+++ EXTRACTED RECORDS +++
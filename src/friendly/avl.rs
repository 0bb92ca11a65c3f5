//! Contention-friendly relaxed-balance AVL map.
//!
//! Mutations piggyback a maintenance walk that climbs from the mutated
//! node toward the root. At each visited node the walk snapshots child
//! heights without locks and classifies the node (`node_condition`):
//! unlink a tombstone with at most one child, rotate when the balance
//! leaves [-1, 1], refresh a stale height, or stop. Classification uses
//! the snapshot; the locked section revalidates and hands back a
//! "damaged" node to continue from when the snapshot went stale.
//!
//! Rotations splice in a freshly allocated replacement for the pivot and
//! mark the pivot `removed` (clone-on-rotate), so lock-free readers that
//! already passed the pivot finish on the pre-rotation subtree.

use std::sync::Arc;

use seize::{Guard, LocalGuard};

use crate::config::TreeConfig;
use crate::map::ConcurrentMap;
use crate::ordering::STAT_ORD;
use crate::stats::StatsSnapshot;
use crate::tracing_helpers::trace_log;

use super::node::{Node, height_of, locked_value_ptr};
use super::{FriendlyIter, PutOutcome, TreeCore, reclaim_node};

/// Classification of a node by the maintenance walk.
enum Condition {
    /// Tombstone with at most one child: splice it out.
    Unlink,
    /// |balance| > 1: rotate.
    Rebalance,
    /// Stored height is stale; the payload is the corrected height.
    Height(i32),
    /// Consistent; the walk stops here.
    Nothing,
}

/// A concurrent ordered map backed by a contention-friendly relaxed AVL
/// tree.
///
/// Per-key operations are linearizable; balance is restored lazily by
/// maintenance walks that run on the mutating threads.
pub struct FriendlyAvlMap<K, V> {
    core: TreeCore<K, V>,
}

// SAFETY: All shared state is guarded by per-node locks, atomics, and
// the seize grace period; raw pointers never escape the protocol.
unsafe impl<K: Send + Sync, V: Send + Sync> Send for FriendlyAvlMap<K, V> {}
unsafe impl<K: Send + Sync, V: Send + Sync> Sync for FriendlyAvlMap<K, V> {}

impl<K, V> FriendlyAvlMap<K, V> {
    /// Create an empty map with the default configuration.
    #[must_use]
    pub fn new() -> Self {
        Self::with_config(TreeConfig::default())
    }

    /// Create an empty map with an explicit configuration.
    #[must_use]
    pub fn with_config(config: TreeConfig) -> Self {
        Self {
            core: TreeCore::with_config(config),
        }
    }

    /// Aggregate operation statistics.
    #[must_use]
    pub fn stats(&self) -> StatsSnapshot {
        self.core.stats().snapshot()
    }

    /// Longest root-to-leaf path, counting tombstone routing nodes.
    /// Meant for quiescent shape inspection.
    #[must_use]
    pub fn height(&self) -> usize {
        self.core.depth_impl()
    }
}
+++
> YOUR OBJECTIVE
An exact copy of all the records above is needed.

> EXERCISE OUTPUT
filename src/friendly/avl.rs
repository 0bb92ca11a65c3f5
//! Contention-friendly relaxed-balance AVL map.
//!
//! Mutations piggyback a maintenance walk that climbs from the mutated
//! node toward the root. At each visited node the walk snapshots child
//! heights without locks and classifies the node (`node_condition`):
//! unlink a tombstone with at most one child, rotate when the balance
//! leaves [-1, 1], refresh a stale height, or stop. Classification uses
//! the snapshot; the locked section revalidates and hands back a
//! "damaged" node to continue from when the snapshot went stale.
//!
//! Rotations splice in a freshly allocated replacement for the pivot and
//! mark the pivot `removed` (clone-on-rotate), so lock-free readers that
//! already passed the pivot finish on the pre-rotation subtree.

use std::sync::Arc;

use seize::{Guard, LocalGuard};

use crate::config::TreeConfig;
use crate::map::ConcurrentMap;
use crate::ordering::STAT_ORD;
use crate::stats::StatsSnapshot;
use crate::tracing_helpers::trace_log;

use super::node::{Node, height_of, locked_value_ptr};
use super::{FriendlyIter, PutOutcome, TreeCore, reclaim_node};

/// Classification of a node by the maintenance walk.
enum Condition {
    /// Tombstone with at most one child: splice it out.
    Unlink,
    /// |balance| > 1: rotate.
    Rebalance,
    /// Stored height is stale; the payload is the corrected height.
    Height(i32),
    /// Consistent; the walk stops here.
    Nothing,
}

/// A concurrent ordered map backed by a contention-friendly relaxed AVL
/// tree.
///
/// Per-key operations are linearizable; balance is restored lazily by
/// maintenance walks that run on the mutating threads.
pub struct FriendlyAvlMap<K, V> {
    core: TreeCore<K, V>,
}

// SAFETY: All shared state is guarded by per-node locks, atomics, and
// the seize grace period; raw pointers never escape the protocol.
unsafe impl<K: Send + Sync, V: Send + Sync> Send for FriendlyAvlMap<K, V> {}
unsafe impl<K: Send + Sync, V: Send + Sync> Sync for FriendlyAvlMap<K, V> {}

impl<K, V> FriendlyAvlMap<K, V> {
    /// Create an empty map with the default configuration.
    #[must_use]
    pub fn new() -> Self {
        Self::with_config(TreeConfig::default())
    }

    /// Create an empty map with an explicit configuration.
    #[must_use]
    pub fn with_config(config: TreeConfig) -> Self {
        Self {
            core: TreeCore::with_config(config),
        }
    }

    /// Aggregate operation statistics.
    #[must_use]
    pub fn stats(&self) -> StatsSnapshot {
        self.core.stats().snapshot()
    }

    /// Longest root-to-leaf path, counting tombstone routing nodes.
    /// Meant for quiescent shape inspection.
    #[must_use]
    pub fn height(&self) -> usize {
        self.core.depth_impl()
    }
}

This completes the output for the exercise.